■ **WHAT TO DO**:
Copy the records below without altering a single word.

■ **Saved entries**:
****************************************
//! Error types for treeql.

use thiserror::Error;

/// The main error type for treeql operations.
#[derive(Debug, Error)]
pub enum TreeqlError {
    /// A node was constructed with invalid arguments.
    #[error("Validation error: {0}")]
    Validation(String),

    /// The AST uses a construct the emitter cannot translate.
    #[error("Not supported: {0}")]
    NotSupported(String),

    /// The emitter reached a state the AST should have made impossible.
    #[error("Invalid state: {0}")]
    InvalidState(String),

    /// Two records being merged both carry the same key.
    #[error("Ambiguous record key: '{0}' is present on both sides of the merge")]
    AmbiguousKey(String),

    /// Connection error.
    #[error("Connection error: {0}")]
    Connection(String),

    /// Query execution error.
    #[error("Execution error: {0}")]
    Execution(String),

    /// Configuration error.
    #[error("Configuration error: {0}")]
    Config(String),

    /// IO error.
    #[error("IO error: {0}")]
    Io(#[from] std::io::Error),
}

impl TreeqlError {
    /// Create a validation error.
    pub fn validation(message: impl Into<String>) -> Self {
        Self::Validation(message.into())
    }

    /// Create a not-supported error naming the offending construct.
    pub fn not_supported(construct: impl std::fmt::Display) -> Self {
        Self::NotSupported(construct.to_string())
    }

    /// Create an invalid-state error.
    pub fn invalid_state(message: impl Into<String>) -> Self {
        Self::InvalidState(message.into())
    }
}

/// Result type alias for treeql operations.
pub type TreeqlResult<T> = Result<T, TreeqlError>;

/// Reject blank identifiers.
pub(crate) fn require_identifier(value: &str, what: &str) -> TreeqlResult<()> {
    if value.trim().is_empty() {
        return Err(TreeqlError::validation(format!("{} must not be blank", what)));
    }
    Ok(())
}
****************************************
■ **RESPONSE TO THIS EXERCISE**:
//! Error types for treeql.

use thiserror::Error;

/// The main error type for treeql operations.
#[derive(Debug, Error)]
pub enum TreeqlError {
    /// A node was constructed with invalid arguments.
    #[error("Validation error: {0}")]
    Validation(String),

    /// The AST uses a construct the emitter cannot translate.
    #[error("Not supported: {0}")]
    NotSupported(String),

    /// The emitter reached a state the AST should have made impossible.
    #[error("Invalid state: {0}")]
    InvalidState(String),

    /// Two records being merged both carry the same key.
    #[error("Ambiguous record key: '{0}' is present on both sides of the merge")]
    AmbiguousKey(String),

    /// Connection error.
    #[error("Connection error: {0}")]
    Connection(String),

    /// Query execution error.
    #[error("Execution error: {0}")]
    Execution(String),

    /// Configuration error.
    #[error("Configuration error: {0}")]
    Config(String),

    /// IO error.
    #[error("IO error: {0}")]
    Io(#[from] std::io::Error),
}

impl TreeqlError {
    /// Create a validation error.
    pub fn validation(message: impl Into<String>) -> Self {
        Self::Validation(message.into())
    }

    /// Create a not-supported error naming the offending construct.
    pub fn not_supported(construct: impl std::fmt::Display) -> Self {
        Self::NotSupported(construct.to_string())
    }

    /// Create an invalid-state error.
    pub fn invalid_state(message: impl Into<String>) -> Self {
        Self::InvalidState(message.into())
    }
}

/// Result type alias for treeql operations.
pub type TreeqlResult<T> = Result<T, TreeqlError>;

/// Reject blank identifiers.
pub(crate) fn require_identifier(value: &str, what: &str) -> TreeqlResult<()> {
    if value.trim().is_empty() {
        return Err(TreeqlError::validation(format!("{} must not be blank", what)));
    }
    Ok(())
}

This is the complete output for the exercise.